▶ _BRIEF_: Tally the lines of the entries below that hold the word "TxStats", and please give only the total.

[[ SUPPLIED MATERIAL, beginning ]]

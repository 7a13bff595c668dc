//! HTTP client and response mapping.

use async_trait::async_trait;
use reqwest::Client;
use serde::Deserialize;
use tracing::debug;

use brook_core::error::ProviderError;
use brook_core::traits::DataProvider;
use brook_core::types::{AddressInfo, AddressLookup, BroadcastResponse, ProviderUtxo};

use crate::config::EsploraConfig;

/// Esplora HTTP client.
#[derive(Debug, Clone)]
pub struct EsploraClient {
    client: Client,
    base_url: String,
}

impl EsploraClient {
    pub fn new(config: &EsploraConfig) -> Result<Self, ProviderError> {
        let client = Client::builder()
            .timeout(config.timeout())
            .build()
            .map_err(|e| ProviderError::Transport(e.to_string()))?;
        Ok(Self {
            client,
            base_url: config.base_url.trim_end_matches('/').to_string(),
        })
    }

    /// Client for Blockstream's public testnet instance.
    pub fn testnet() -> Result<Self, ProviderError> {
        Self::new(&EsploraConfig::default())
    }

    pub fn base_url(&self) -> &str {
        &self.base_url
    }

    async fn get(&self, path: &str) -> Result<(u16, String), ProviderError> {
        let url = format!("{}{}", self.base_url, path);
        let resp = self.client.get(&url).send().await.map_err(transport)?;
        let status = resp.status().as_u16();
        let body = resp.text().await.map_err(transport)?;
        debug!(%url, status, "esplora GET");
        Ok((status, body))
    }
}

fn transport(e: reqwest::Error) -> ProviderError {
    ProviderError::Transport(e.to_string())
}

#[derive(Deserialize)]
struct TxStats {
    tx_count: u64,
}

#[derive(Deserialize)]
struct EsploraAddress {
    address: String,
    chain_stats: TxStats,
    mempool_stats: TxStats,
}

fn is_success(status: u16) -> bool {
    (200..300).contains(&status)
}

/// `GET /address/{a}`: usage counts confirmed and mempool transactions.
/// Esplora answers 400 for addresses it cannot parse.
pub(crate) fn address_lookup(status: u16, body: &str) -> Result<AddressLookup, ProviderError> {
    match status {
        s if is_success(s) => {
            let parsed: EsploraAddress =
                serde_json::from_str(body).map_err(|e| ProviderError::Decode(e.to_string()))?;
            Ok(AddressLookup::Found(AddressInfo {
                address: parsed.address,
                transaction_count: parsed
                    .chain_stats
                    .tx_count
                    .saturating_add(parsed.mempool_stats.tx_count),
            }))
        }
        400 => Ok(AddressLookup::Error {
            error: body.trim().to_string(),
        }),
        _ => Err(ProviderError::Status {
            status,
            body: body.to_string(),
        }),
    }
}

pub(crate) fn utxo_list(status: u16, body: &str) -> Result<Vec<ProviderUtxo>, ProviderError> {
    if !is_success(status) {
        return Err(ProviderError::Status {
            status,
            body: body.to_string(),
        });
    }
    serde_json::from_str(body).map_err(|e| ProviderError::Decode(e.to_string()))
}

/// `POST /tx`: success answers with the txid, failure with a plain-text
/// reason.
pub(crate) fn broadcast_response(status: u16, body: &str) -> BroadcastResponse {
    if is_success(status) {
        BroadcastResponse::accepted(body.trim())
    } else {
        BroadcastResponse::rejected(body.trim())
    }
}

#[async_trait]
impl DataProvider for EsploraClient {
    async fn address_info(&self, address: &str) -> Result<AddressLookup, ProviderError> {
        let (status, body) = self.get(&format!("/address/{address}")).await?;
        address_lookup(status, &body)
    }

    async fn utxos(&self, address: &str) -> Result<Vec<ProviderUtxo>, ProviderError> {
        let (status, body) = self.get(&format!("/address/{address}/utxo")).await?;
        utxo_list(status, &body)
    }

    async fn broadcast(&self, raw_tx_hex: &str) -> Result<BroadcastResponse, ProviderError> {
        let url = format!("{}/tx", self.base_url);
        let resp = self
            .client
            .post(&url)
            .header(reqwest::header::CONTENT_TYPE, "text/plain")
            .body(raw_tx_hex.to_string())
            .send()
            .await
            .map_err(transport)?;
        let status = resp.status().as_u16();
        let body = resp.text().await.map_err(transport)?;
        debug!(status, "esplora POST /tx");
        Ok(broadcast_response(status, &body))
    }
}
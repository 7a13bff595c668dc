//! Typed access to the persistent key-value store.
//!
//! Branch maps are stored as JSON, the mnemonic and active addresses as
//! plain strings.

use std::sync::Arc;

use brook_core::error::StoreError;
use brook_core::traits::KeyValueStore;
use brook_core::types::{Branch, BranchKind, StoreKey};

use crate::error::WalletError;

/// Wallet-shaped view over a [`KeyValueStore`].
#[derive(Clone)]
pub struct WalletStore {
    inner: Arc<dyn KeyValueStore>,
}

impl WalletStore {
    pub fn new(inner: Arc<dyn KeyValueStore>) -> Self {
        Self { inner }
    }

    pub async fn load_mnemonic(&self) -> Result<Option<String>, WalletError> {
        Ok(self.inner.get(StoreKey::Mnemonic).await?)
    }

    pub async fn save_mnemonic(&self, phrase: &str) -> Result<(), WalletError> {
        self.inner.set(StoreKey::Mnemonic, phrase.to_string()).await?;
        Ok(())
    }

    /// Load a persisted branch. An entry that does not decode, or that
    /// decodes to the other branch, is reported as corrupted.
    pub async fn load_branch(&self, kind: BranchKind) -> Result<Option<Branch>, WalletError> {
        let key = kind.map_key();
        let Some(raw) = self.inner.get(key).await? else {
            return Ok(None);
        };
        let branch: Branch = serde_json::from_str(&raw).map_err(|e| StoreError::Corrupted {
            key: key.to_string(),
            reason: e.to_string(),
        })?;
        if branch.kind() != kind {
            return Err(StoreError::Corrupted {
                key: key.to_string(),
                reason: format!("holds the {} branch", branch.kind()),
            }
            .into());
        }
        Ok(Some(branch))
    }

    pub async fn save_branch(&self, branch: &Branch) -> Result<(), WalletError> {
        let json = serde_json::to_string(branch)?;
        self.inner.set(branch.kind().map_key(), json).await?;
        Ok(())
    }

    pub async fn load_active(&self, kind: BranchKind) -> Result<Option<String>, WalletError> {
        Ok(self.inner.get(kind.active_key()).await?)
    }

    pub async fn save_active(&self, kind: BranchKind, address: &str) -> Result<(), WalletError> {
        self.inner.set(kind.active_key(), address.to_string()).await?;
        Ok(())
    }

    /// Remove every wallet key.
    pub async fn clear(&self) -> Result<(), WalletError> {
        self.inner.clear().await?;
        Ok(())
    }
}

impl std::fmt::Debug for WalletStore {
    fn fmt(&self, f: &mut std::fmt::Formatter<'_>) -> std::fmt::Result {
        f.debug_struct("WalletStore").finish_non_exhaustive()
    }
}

[[ SUPPLIED MATERIAL, end ]]

▶ _OUTPUT FOR THIS TASK_: 3